Cumartesi, Nisan 20, 2024

Bağımlılık teorileri perspektifinden fed

Fed’in faiz artırımları, ABD’nin enflasyonunun dünyaya ve özellikle gelişmekte olan ve az gelişmiş ülkelere ihracı anlamına geliyor.

Fed, 15 Haziran 2022 günü 0.75 puanlık faiz artırımı gerçekleştirdi. Böylesi bir artış, 1994’ten bu yana bir ilk. Fed, faiz artırımı sürecine Mart’ta 0.25 puan ile başladı. Mayıs’ta 0.50 puan daha artırdı. Haziran’ın faiz artırımı ile Fed’in faizi 1.50-1.75 aralığına ulaşmış oldu.

Fed, Mayıs itibarıyla %8.6’ya ulaşan enflasyonu %2’ye çekmek yönündeki iradesini kararlılıkla vurguladı. Ancak, Rusya-Ukrayna savaşı ve Çin’in Kovid-19’a karşı önlem amaçlı kapanma uygulamaları tedarik zincirlerini olumsuz etkiliyor. Fed’in arz yanlı aksamalardan kaynaklanan enflasyonist baskılara doğrudan etkisi olamaz. Ancak, dolaylı etkiler yaratabilir. Fed’in faizi artırmasına rağmen enflasyonun düşmeye direnmesinin temel nedeni arz kaynaklı aksamalar.

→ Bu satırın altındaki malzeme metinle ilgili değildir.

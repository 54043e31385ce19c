//! Dirty-tracking proxy over a map attribute.

use super::backing::BackingMap;
use super::map_views::{EntrySet, KeySet, Values};
use crate::dirty::DirtyTarget;
use std::fmt;

/// Wraps the backing map of one attribute.
///
/// Reads are forwarded untouched. Each mutation runs against the backing
/// map and marks the attribute dirty once if it changed the contents:
///
/// | operation | marks when |
/// |---|---|
/// | [`put`](Self::put) | always |
/// | [`put_all`](Self::put_all) | the source yielded at least one entry |
/// | [`remove`](Self::remove) | the key was present |
/// | [`clear`](Self::clear) | the map was non-empty |
/// | [`retain`](Self::retain) | at least one entry was dropped |
///
/// The [`key_set`](Self::key_set), [`values_view`](Self::values_view) and
/// [`entry_set`](Self::entry_set) views borrow this proxy's target, so
/// marks made through them land on the same attribute.
///
/// # Example
///
/// ```
/// use std::collections::HashMap;
/// use std::sync::Arc;
/// use widerow_core::{DirtyRegistry, DirtyTarget, MapProxy, PropertyMeta, PropertyType};
///
/// let meta = Arc::new(
///     PropertyMeta::builder("User")
///         .field("preferences")
///         .property_type(PropertyType::Map)
///         .build()
///         .unwrap(),
/// );
/// let registry = DirtyRegistry::new();
/// let mut preferences: HashMap<i32, String> = HashMap::new();
///
/// let mut proxy = MapProxy::new(&mut preferences, DirtyTarget::for_property(&registry, &meta));
/// assert!(proxy.remove(&10).is_none());
/// assert!(registry.is_empty());
///
/// proxy.put(1, "FR".to_string());
/// assert!(registry.is_dirty(meta.attribute_id()));
/// ```
pub struct MapProxy<'a, M: BackingMap> {
    map: &'a mut M,
    target: DirtyTarget<'a>,
}

impl<'a, M: BackingMap> MapProxy<'a, M> {
    /// Wraps `map`, recording marks through `target`.
    pub fn new(map: &'a mut M, target: DirtyTarget<'a>) -> Self {
        Self { map, target }
    }

    /// Returns the dirty target.
    #[must_use]
    pub fn target(&self) -> &DirtyTarget<'a> {
        &self.target
    }

    /// Returns the backing map for reading.
    #[must_use]
    pub fn backing(&self) -> &M {
        &*self.map
    }

    /// Returns the number of entries.
    #[must_use]
    pub fn len(&self) -> usize {
        self.map.len()
    }

    /// Returns true if there are no entries.
    #[must_use]
    pub fn is_empty(&self) -> bool {
        self.map.is_empty()
    }

    /// Returns the value stored under `key`.
    #[must_use]
    pub fn get(&self, key: &M::Key) -> Option<&M::Value> {
        self.map.get(key)
    }

    /// Returns true if `key` is present.
    #[must_use]
    pub fn contains_key(&self, key: &M::Key) -> bool {
        self.map.contains_key(key)
    }

    /// Iterates over the entries.
    pub fn iter(&self) -> M::Iter<'_> {
        self.map.iter()
    }

    /// Iterates over the keys.
    pub fn keys(&self) -> impl Iterator<Item = &M::Key> + '_ {
        self.map.iter().map(|(key, _)| key)
    }

    /// Iterates over the values.
    pub fn values(&self) -> impl Iterator<Item = &M::Value> + '_ {
        self.map.iter().map(|(_, value)| value)
    }

    /// Stores `value` under `key` and marks the attribute.
    pub fn put(&mut self, key: M::Key, value: M::Value) -> Option<M::Value> {
        let previous = self.map.insert(key, value);
        self.target.mark();
        previous
    }

    /// Stores every entry of `entries`; marks once if there was any.
    pub fn put_all<I>(&mut self, entries: I) -> bool
    where
        I: IntoIterator<Item = (M::Key, M::Value)>,
    {
        let mut written = false;
        for (key, value) in entries {
            self.map.insert(key, value);
            written = true;
        }
        self.target.mark_if(written)
    }

    /// Removes `key`; marks if it was present.
    pub fn remove(&mut self, key: &M::Key) -> Option<M::Value> {
        let removed = self.map.remove(key);
        self.target.mark_if(removed.is_some());
        removed
    }

    /// Removes every entry; marks if the map was non-empty.
    pub fn clear(&mut self) {
        let had_entries = !self.map.is_empty();
        self.map.clear();
        self.target.mark_if(had_entries);
    }

    /// Keeps the entries for which `f` returns true; marks if any was dropped.
    pub fn retain<F>(&mut self, f: F) -> bool
    where
        F: FnMut(&M::Key, &mut M::Value) -> bool,
    {
        let before = self.map.len();
        self.map.retain(f);
        self.target.mark_if(self.map.len() != before)
    }

    /// Returns a proxied view of the keys.
    pub fn key_set(&mut self) -> KeySet<'_, M> {
        KeySet::new(&mut *self.map, &self.target)
    }

    /// Returns a proxied view of the values.
    pub fn values_view(&mut self) -> Values<'_, M> {
        Values::new(&mut *self.map, &self.target)
    }

    /// Returns a proxied view of the entries.
    pub fn entry_set(&mut self) -> EntrySet<'_, M> {
        EntrySet::new(&mut *self.map, &self.target)
    }
}

impl<M: BackingMap> Extend<(M::Key, M::Value)> for MapProxy<'_, M> {
    fn extend<I: IntoIterator<Item = (M::Key, M::Value)>>(&mut self, iter: I) {
        self.put_all(iter);
    }
}

impl<M: BackingMap + fmt::Debug> fmt::Debug for MapProxy<'_, M> {
    fn fmt(&self, f: &mut fmt::Formatter<'_>) -> fmt::Result {
        f.debug_struct("MapProxy")
            .field("attribute", self.target.attribute())
            .field("map", &self.map)
            .finish()
    }
}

Dünyanın en etkili merkez bankası olarak Fed’in kararları tüm dünyayı etkiliyor. Dünya ekonomisi tarihi dönemeçlerden geçiyor. Geçmişteki tarihi dönemeçlere yer veren analizler bugün yaşanan gelişmelerin farklı içeriklerle geçmişle benzeşen özellikler taşıyabildiğini görmemizi sağlıyor. Bu amaçla, Fed’in faiz kararını bağımlılık teorilerinin bir yönünden ele alarak değerlendirmeye çalışalım.

1950’li yıllarda bir görüş ortaya atılır. Görüşün sahibi, Arjantinli Raul Prebisch’tir. 1950’den 1963’e kadar Birleşmiş Milletler Latin Amerika ve Karayipler Ekonomik Komisyonu’nun icra sekreterliği görevini yürütmüştür.

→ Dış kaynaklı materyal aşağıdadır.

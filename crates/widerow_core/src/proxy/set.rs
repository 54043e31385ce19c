//! Dirty-tracking proxy over a set attribute.

use super::backing::BackingSet;
use super::cursor::Snapshot;
use crate::dirty::DirtyTarget;
use crate::error::CoreResult;
use std::fmt;

/// Wraps the backing set of one attribute.
///
/// Reads are forwarded untouched; a mutation marks the attribute once iff
/// it changed the membership of the set.
pub struct SetProxy<'a, S: BackingSet> {
    set: &'a mut S,
    target: DirtyTarget<'a>,
}

impl<'a, S: BackingSet> SetProxy<'a, S> {
    /// Wraps `set`, recording marks through `target`.
    pub fn new(set: &'a mut S, target: DirtyTarget<'a>) -> Self {
        Self { set, target }
    }

    /// Returns the dirty target.
    #[must_use]
    pub fn target(&self) -> &DirtyTarget<'a> {
        &self.target
    }

    /// Returns the backing set for reading.
    #[must_use]
    pub fn backing(&self) -> &S {
        &*self.set
    }

    /// Returns the number of elements.
    #[must_use]
    pub fn len(&self) -> usize {
        self.set.len()
    }

    /// Returns true if there are no elements.
    #[must_use]
    pub fn is_empty(&self) -> bool {
        self.set.is_empty()
    }

    /// Returns true if `value` is present.
    #[must_use]
    pub fn contains(&self, value: &S::Item) -> bool {
        self.set.contains(value)
    }

    /// Iterates over the elements.
    pub fn iter(&self) -> S::Iter<'_> {
        self.set.iter()
    }

    /// Adds `value`; marks if it was not present.
    pub fn insert(&mut self, value: S::Item) -> bool {
        let added = self.set.insert(value);
        self.target.mark_if(added)
    }

    /// Adds every element of `values`; marks once if any was new.
    pub fn insert_all<I>(&mut self, values: I) -> bool
    where
        I: IntoIterator<Item = S::Item>,
    {
        let mut added = false;
        for value in values {
            added |= self.set.insert(value);
        }
        self.target.mark_if(added)
    }

    /// Removes `value`; marks if it was present.
    pub fn remove(&mut self, value: &S::Item) -> bool {
        let removed = self.set.remove(value);
        self.target.mark_if(removed)
    }

    /// Keeps the elements for which `f` returns true; marks if any was dropped.
    pub fn retain<F>(&mut self, f: F) -> bool
    where
        F: FnMut(&S::Item) -> bool,
    {
        let before = self.set.len();
        self.set.retain(f);
        self.target.mark_if(self.set.len() != before)
    }

    /// Removes every element; marks if the set was non-empty.
    pub fn clear(&mut self) {
        let had_elements = !self.set.is_empty();
        self.set.clear();
        self.target.mark_if(had_elements);
    }
}

impl<S> SetProxy<'_, S>
where
    S: BackingSet,
    S::Item: Clone,
{
    /// Returns a cursor that can remove the element it last yielded.
    pub fn cursor(&mut self) -> SetCursor<'_, S> {
        let elements = self.set.iter().cloned().collect();
        SetCursor {
            set: &mut *self.set,
            target: &self.target,
            snapshot: Snapshot::new(elements),
        }
    }
}

impl<S: BackingSet> Extend<S::Item> for SetProxy<'_, S> {
    fn extend<I: IntoIterator<Item = S::Item>>(&mut self, iter: I) {
        self.insert_all(iter);
    }
}

impl<S: BackingSet + fmt::Debug> fmt::Debug for SetProxy<'_, S> {
    fn fmt(&self, f: &mut fmt::Formatter<'_>) -> fmt::Result {
        f.debug_struct("SetProxy")
            .field("attribute", self.target.attribute())
            .field("set", &self.set)
            .finish()
    }
}

/// Cursor over the elements of a set attribute.
///
/// [`remove`](Self::remove) deletes the element last yielded and always marks.
pub struct SetCursor<'c, S: BackingSet> {
    set: &'c mut S,
    target: &'c DirtyTarget<'c>,
    snapshot: Snapshot<S::Item>,
}

impl<S> SetCursor<'_, S>
where
    S: BackingSet,
    S::Item: Clone,
{
    /// Removes the last yielded element.
    pub fn remove(&mut self) -> CoreResult<()> {
        let value = self.snapshot.take_current()?;
        self.set.remove(&value);
        self.target.mark();
        Ok(())
    }
}

impl<S> Iterator for SetCursor<'_, S>
where
    S: BackingSet,
    S::Item: Clone,
{
    type Item = S::Item;

    fn next(&mut self) -> Option<S::Item> {
        self.snapshot.advance()
    }

    fn size_hint(&self) -> (usize, Option<usize>) {
        let remaining = self.snapshot.remaining();
        (remaining, Some(remaining))
    }
}
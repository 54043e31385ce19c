//! Core type definitions for widerow.

use serde::{Deserialize, Serialize};
use std::fmt;
use std::sync::Arc;

/// Opaque identifier of one mapped attribute.
///
/// Attribute ids are assigned once per mapped attribute when metadata is
/// built, conventionally as `<EntityClass>.<field>`. They key the dirty
/// registry, so two ids compare equal iff they name the same attribute.
#[derive(Debug, Clone, PartialEq, Eq, PartialOrd, Ord, Hash)]
pub struct AttributeId(Arc<str>);

impl AttributeId {
    /// Creates an attribute id from any string token.
    #[must_use]
    pub fn new(token: impl AsRef<str>) -> Self {
        Self(Arc::from(token.as_ref()))
    }

    /// Creates the conventional id for a field of an entity class.
    #[must_use]
    pub fn for_field(class_name: &str, field_name: &str) -> Self {
        Self::new(format!("{class_name}.{field_name}"))
    }

    /// Returns the raw token.
    #[must_use]
    pub fn as_str(&self) -> &str {
        &self.0
    }
}

impl fmt::Display for AttributeId {
    fn fmt(&self, f: &mut fmt::Formatter<'_>) -> fmt::Result {
        f.write_str(&self.0)
    }
}

/// Replication acknowledgment policy for a read or a write.
#[derive(Debug, Clone, Copy, PartialEq, Eq, Hash, Serialize, Deserialize)]
#[serde(rename_all = "SCREAMING_SNAKE_CASE")]
pub enum ConsistencyLevel {
    /// A write is acknowledged by any node, hinted handoff included.
    Any,
    /// One replica.
    One,
    /// Two replicas.
    Two,
    /// Three replicas.
    Three,
    /// A majority of replicas.
    Quorum,
    /// A majority of replicas in the local data center.
    LocalQuorum,
    /// A majority of replicas in each data center.
    EachQuorum,
    /// Every replica.
    All,
}

impl ConsistencyLevel {
    /// Returns the upper-case name used in renderings and configuration.
    #[must_use]
    pub const fn as_str(self) -> &'static str {
        match self {
            Self::Any => "ANY",
            Self::One => "ONE",
            Self::Two => "TWO",
            Self::Three => "THREE",
            Self::Quorum => "QUORUM",
            Self::LocalQuorum => "LOCAL_QUORUM",
            Self::EachQuorum => "EACH_QUORUM",
            Self::All => "ALL",
        }
    }
}

impl fmt::Display for ConsistencyLevel {
    fn fmt(&self, f: &mut fmt::Formatter<'_>) -> fmt::Result {
        f.write_str(self.as_str())
    }
}

/// Read and write consistency pair.
#[derive(Debug, Clone, Copy, PartialEq, Eq, Hash, Serialize, Deserialize)]
pub struct Consistency {
    /// Level used for reads.
    pub read: ConsistencyLevel,
    /// Level used for writes.
    pub write: ConsistencyLevel,
}

impl Consistency {
    /// Creates a consistency pair.
    #[must_use]
    pub const fn new(read: ConsistencyLevel, write: ConsistencyLevel) -> Self {
        Self { read, write }
    }

    /// Uses the same level for reads and writes.
    #[must_use]
    pub const fn uniform(level: ConsistencyLevel) -> Self {
        Self::new(level, level)
    }
}

impl Default for Consistency {
    fn default() -> Self {
        Self::uniform(ConsistencyLevel::One)
    }
}

impl fmt::Display for Consistency {
    fn fmt(&self, f: &mut fmt::Formatter<'_>) -> fmt::Result {
        write!(f, "[{},{}]", self.read, self.write)
    }
}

Prebisch, sanayileşmiş ülkelerdeki büyüme oranlarının gelir düzeyi düşük ülkelere mutlak olarak yansımadığını tespit eder. Hatta, sıklıkla sorun yaratabildiğini gözlemler. Prebisch’in tezi Klasik İktisat’ın büyümeden herkesin yararlanacağı görüşüne ters düşmektedir.

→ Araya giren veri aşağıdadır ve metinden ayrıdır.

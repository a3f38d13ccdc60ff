// Copyright 2024 The ChromiumOS Authors
// Use of this source code is governed by a BSD-style license that can be
// found in the LICENSE file.

use std::sync::Arc;

use ash::vk;
use gpu_allocator::vulkan::Allocation;
use gpu_allocator::vulkan::AllocationCreateDesc;
use gpu_allocator::vulkan::AllocationScheme;
use gpu_allocator::MemoryLocation;
use log::debug;
use log::error;

use crate::backend::vulkan::capabilities::picture_usage;
use crate::backend::vulkan::capabilities::H264Profile;
use crate::backend::vulkan::command::image_barrier;
use crate::backend::vulkan::VulkanDevice;
use crate::backend::vulkan::VulkanError;
use crate::backend::vulkan::PICTURE_FORMAT;

/// The image backing one DPB slot. It is both the decode output and the
/// reference picture.
pub struct DpbPicture {
    pub image: vk::Image,
    /// View bound as video picture resource.
    pub decode_view: vk::ImageView,
    /// View sampled through the YCbCr conversion.
    pub sampled_view: vk::ImageView,
    allocation: Option<Allocation>,
}

/// The pictures of every DPB slot of a session, indexed by slot.
pub struct DpbPictures {
    device: Arc<VulkanDevice>,
    pictures: Vec<DpbPicture>,
    extent: vk::Extent2D,
}

impl DpbPictures {
    pub fn new(
        device: &Arc<VulkanDevice>,
        profile: &H264Profile,
        extent: vk::Extent2D,
        num_slots: usize,
        ycbcr_conversion: vk::SamplerYcbcrConversion,
    ) -> Result<Self, VulkanError> {
        let mut this = Self {
            device: Arc::clone(device),
            pictures: Vec::with_capacity(num_slots),
            extent,
        };

        for _ in 0..num_slots {
            let picture = this.create_picture(profile, ycbcr_conversion)?;
            this.pictures.push(picture);
        }

        debug!(
            "Created {} DPB pictures of {}x{}",
            num_slots, extent.width, extent.height
        );
        Ok(this)
    }

    fn create_picture(
        &self,
        profile: &H264Profile,
        ycbcr_conversion: vk::SamplerYcbcrConversion,
    ) -> Result<DpbPicture, VulkanError> {
        let device = &*self.device.device;

        let mut h264_profile = profile.h264_info();
        let profiles = [profile.info(&mut h264_profile)];
        let mut profile_list = vk::VideoProfileListInfoKHR::default().profiles(&profiles);

        let families = self.device.picture_queue_families();
        let sharing_mode = if families.len() > 1 {
            vk::SharingMode::CONCURRENT
        } else {
            vk::SharingMode::EXCLUSIVE
        };

        let image_info = vk::ImageCreateInfo::default()
            .image_type(vk::ImageType::TYPE_2D)
            .format(PICTURE_FORMAT)
            .extent(vk::Extent3D {
                width: self.extent.width,
                height: self.extent.height,
                depth: 1,
            })
            .mip_levels(1)
            .array_layers(1)
            .samples(vk::SampleCountFlags::TYPE_1)
            .tiling(vk::ImageTiling::OPTIMAL)
            .usage(picture_usage())
            .sharing_mode(sharing_mode)
            .queue_family_indices(&families)
            .initial_layout(vk::ImageLayout::UNDEFINED)
            .push_next(&mut profile_list);

        // SAFETY: the create info and its profile list outlive the call.
        let image = unsafe { device.create_image(&image_info, None) }
            .map_err(VulkanError::call("vkCreateImage"))?;

        let mut picture = DpbPicture {
            image,
            decode_view: vk::ImageView::null(),
            sampled_view: vk::ImageView::null(),
            allocation: None,
        };

        if let Err(e) = self.bind_and_create_views(&mut picture, ycbcr_conversion) {
            self.destroy_picture(picture);
            return Err(e);
        }

        Ok(picture)
    }

    fn bind_and_create_views(
        &self,
        picture: &mut DpbPicture,
        ycbcr_conversion: vk::SamplerYcbcrConversion,
    ) -> Result<(), VulkanError> {
        let device = &*self.device.device;

        // SAFETY: `picture.image` was created from `device`.
        let requirements = unsafe { device.get_image_memory_requirements(picture.image) };
        let allocation = self.device.allocator.lock().allocate(&AllocationCreateDesc {
            name: "DPB picture",
            requirements,
            location: MemoryLocation::GpuOnly,
            linear: false,
            allocation_scheme: AllocationScheme::GpuAllocatorManaged,
        })?;

        // SAFETY: the allocation satisfies the image requirements and is freed after the image
        // is destroyed.
        let bound = unsafe {
            device.bind_image_memory(picture.image, allocation.memory(), allocation.offset())
        };
        picture.allocation = Some(allocation);
        bound.map_err(VulkanError::call("vkBindImageMemory"))?;

        let subresource_range = vk::ImageSubresourceRange::default()
            .aspect_mask(vk::ImageAspectFlags::COLOR)
            .level_count(1)
            .layer_count(1);

        let mut decode_usage = vk::ImageViewUsageCreateInfo::default().usage(
            vk::ImageUsageFlags::VIDEO_DECODE_DST_KHR | vk::ImageUsageFlags::VIDEO_DECODE_DPB_KHR,
        );
        let decode_view_info = vk::ImageViewCreateInfo::default()
            .image(picture.image)
            .view_type(vk::ImageViewType::TYPE_2D)
            .format(PICTURE_FORMAT)
            .subresource_range(subresource_range)
            .push_next(&mut decode_usage);
        // SAFETY: the image is bound to memory.
        picture.decode_view = unsafe { device.create_image_view(&decode_view_info, None) }
            .map_err(VulkanError::call("vkCreateImageView"))?;

        let mut sampled_usage =
            vk::ImageViewUsageCreateInfo::default().usage(vk::ImageUsageFlags::SAMPLED);
        let mut conversion_info =
            vk::SamplerYcbcrConversionInfo::default().conversion(ycbcr_conversion);
        let sampled_view_info = vk::ImageViewCreateInfo::default()
            .image(picture.image)
            .view_type(vk::ImageViewType::TYPE_2D)
            .format(PICTURE_FORMAT)
            .subresource_range(subresource_range)
            .push_next(&mut sampled_usage)
            .push_next(&mut conversion_info);
        // SAFETY: the image is bound to memory, the conversion is alive.
        picture.sampled_view = unsafe { device.create_image_view(&sampled_view_info, None) }
            .map_err(VulkanError::call("vkCreateImageView"))?;

        Ok(())
    }

    fn destroy_picture(&self, mut picture: DpbPicture) {
        let device = &*self.device.device;
        // SAFETY: the picture is not in use by any pending command. Destroying null handles is
        // a no-op.
        unsafe {
            device.destroy_image_view(picture.sampled_view, None);
            device.destroy_image_view(picture.decode_view, None);
            device.destroy_image(picture.image, None);
        }

        if let Some(allocation) = picture.allocation.take() {
            if let Err(e) = self.device.allocator.lock().free(allocation) {
                error!("Failed to free DPB picture memory: {}", e);
            }
        }
    }

    pub fn get(&self, slot: usize) -> Option<&DpbPicture> {
        self.pictures.get(slot)
    }

    pub fn len(&self) -> usize {
        self.pictures.len()
    }

    pub fn is_empty(&self) -> bool {
        self.pictures.is_empty()
    }

    pub fn iter(&self) -> impl Iterator<Item = &DpbPicture> {
        self.pictures.iter()
    }

    pub fn extent(&self) -> vk::Extent2D {
        self.extent
    }

    /// Barriers moving freshly created pictures to the DPB layout.
    pub fn initial_barriers(&self) -> Vec<vk::ImageMemoryBarrier2<'static>> {
        self.pictures
            .iter()
            .map(|picture| {
                image_barrier(
                    picture.image,
                    vk::ImageLayout::UNDEFINED,
                    vk::ImageLayout::VIDEO_DECODE_DPB_KHR,
                    (vk::PipelineStageFlags2::NONE, vk::AccessFlags2::NONE),
                    (
                        vk::PipelineStageFlags2::VIDEO_DECODE_KHR,
                        vk::AccessFlags2::VIDEO_DECODE_READ_KHR
                            | vk::AccessFlags2::VIDEO_DECODE_WRITE_KHR,
                    ),
                )
            })
            .collect()
    }
}

impl Drop for DpbPictures {
    fn drop(&mut self) {
        for picture in std::mem::take(&mut self.pictures) {
            self.destroy_picture(picture);
        }
    }
}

Zengin ülkeler, düşük gelirli ülkelerden emtia satın alıyor ve emtiayı işliyordu. Zengin ülkelerin üretim ile ek katma değer yarattığı nihai ürünler daha sonra düşük gelirli ülkelere satılıyordu. Zira, düşük gelirli ülkeler yüksek gelirli ülkelerin sahip olduğu üretim olanaklarına sahip değildi. Bu dış ticaret döngüsünün düşük gelirli ülkeler açısından olumsuz sonuçları bulunuyordu. Düşük gelirli ülkelerin sattığı emtianın satış değeri yüksek gelirli ülkelerin üretim süreçleri sonunda ürettikleri nihai ürünün değerinin doğal olarak altındaydı. Bu nedenle, düşük gelirli ülkelerin ihracatının (satılan emtia) ithalatını (yüksek gelirli ülkelerin ihracatı) karşılayabilmesi hiçbir zaman mümkün olamazdı.

Prebisch’in düşük gelirli ülkeler için çözümü ithal ikamesiydi. Yani, yerli sanayiyi geliştirerek yüksek gelir grubundaki ülkelere karşı ithalat bağımlılığını azaltma yöntemi kullanılmalıydı. Ancak, bunu başarmanın önünde engeller bulunuyordu.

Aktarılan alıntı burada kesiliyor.